Data extracted from a collection
+===+

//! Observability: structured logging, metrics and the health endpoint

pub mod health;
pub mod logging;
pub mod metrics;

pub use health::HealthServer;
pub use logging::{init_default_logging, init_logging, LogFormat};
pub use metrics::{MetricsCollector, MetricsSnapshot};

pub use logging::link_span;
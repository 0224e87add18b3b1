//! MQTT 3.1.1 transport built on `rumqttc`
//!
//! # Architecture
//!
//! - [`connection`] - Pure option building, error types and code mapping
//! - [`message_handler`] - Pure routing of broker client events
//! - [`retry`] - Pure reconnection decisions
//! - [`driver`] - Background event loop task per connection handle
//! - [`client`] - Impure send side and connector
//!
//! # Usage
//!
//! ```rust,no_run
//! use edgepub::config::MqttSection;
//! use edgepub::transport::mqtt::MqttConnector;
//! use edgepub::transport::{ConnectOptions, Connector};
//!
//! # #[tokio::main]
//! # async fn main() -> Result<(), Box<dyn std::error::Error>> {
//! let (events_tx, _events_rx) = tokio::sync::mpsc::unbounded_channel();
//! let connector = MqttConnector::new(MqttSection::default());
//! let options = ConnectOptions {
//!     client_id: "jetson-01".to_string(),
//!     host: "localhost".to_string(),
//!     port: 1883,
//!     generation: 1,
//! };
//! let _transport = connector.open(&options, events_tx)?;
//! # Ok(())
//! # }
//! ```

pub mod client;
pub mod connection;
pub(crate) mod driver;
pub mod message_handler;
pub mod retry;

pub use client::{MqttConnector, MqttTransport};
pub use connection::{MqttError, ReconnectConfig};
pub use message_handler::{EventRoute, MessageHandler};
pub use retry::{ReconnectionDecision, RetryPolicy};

+===+

PROBLEM>
Give back each record above exactly as written.

RESULT BELOW>
//! Observability: structured logging, metrics and the health endpoint

pub mod health;
pub mod logging;
pub mod metrics;

pub use health::HealthServer;
pub use logging::{init_default_logging, init_logging, LogFormat};
pub use metrics::{MetricsCollector, MetricsSnapshot};

pub use logging::link_span;
repository 0224e87add18b3b1
//! MQTT 3.1.1 transport built on `rumqttc`
//!
//! # Architecture
//!
//! - [`connection`] - Pure option building, error types and code mapping
//! - [`message_handler`] - Pure routing of broker client events
//! - [`retry`] - Pure reconnection decisions
//! - [`driver`] - Background event loop task per connection handle
//! - [`client`] - Impure send side and connector
//!
//! # Usage
//!
//! ```rust,no_run
//! use edgepub::config::MqttSection;
//! use edgepub::transport::mqtt::MqttConnector;
//! use edgepub::transport::{ConnectOptions, Connector};
//!
//! # #[tokio::main]
//! # async fn main() -> Result<(), Box<dyn std::error::Error>> {
//! let (events_tx, _events_rx) = tokio::sync::mpsc::unbounded_channel();
//! let connector = MqttConnector::new(MqttSection::default());
//! let options = ConnectOptions {
//!     client_id: "jetson-01".to_string(),
//!     host: "localhost".to_string(),
//!     port: 1883,
//!     generation: 1,
//! };
//! let _transport = connector.open(&options, events_tx)?;
//! # Ok(())
//! # }
//! ```

pub mod client;
pub mod connection;
pub(crate) mod driver;
pub mod message_handler;
pub mod retry;

pub use client::{MqttConnector, MqttTransport};
pub use connection::{MqttError, ReconnectConfig};
pub use message_handler::{EventRoute, MessageHandler};
pub use retry::{ReconnectionDecision, RetryPolicy};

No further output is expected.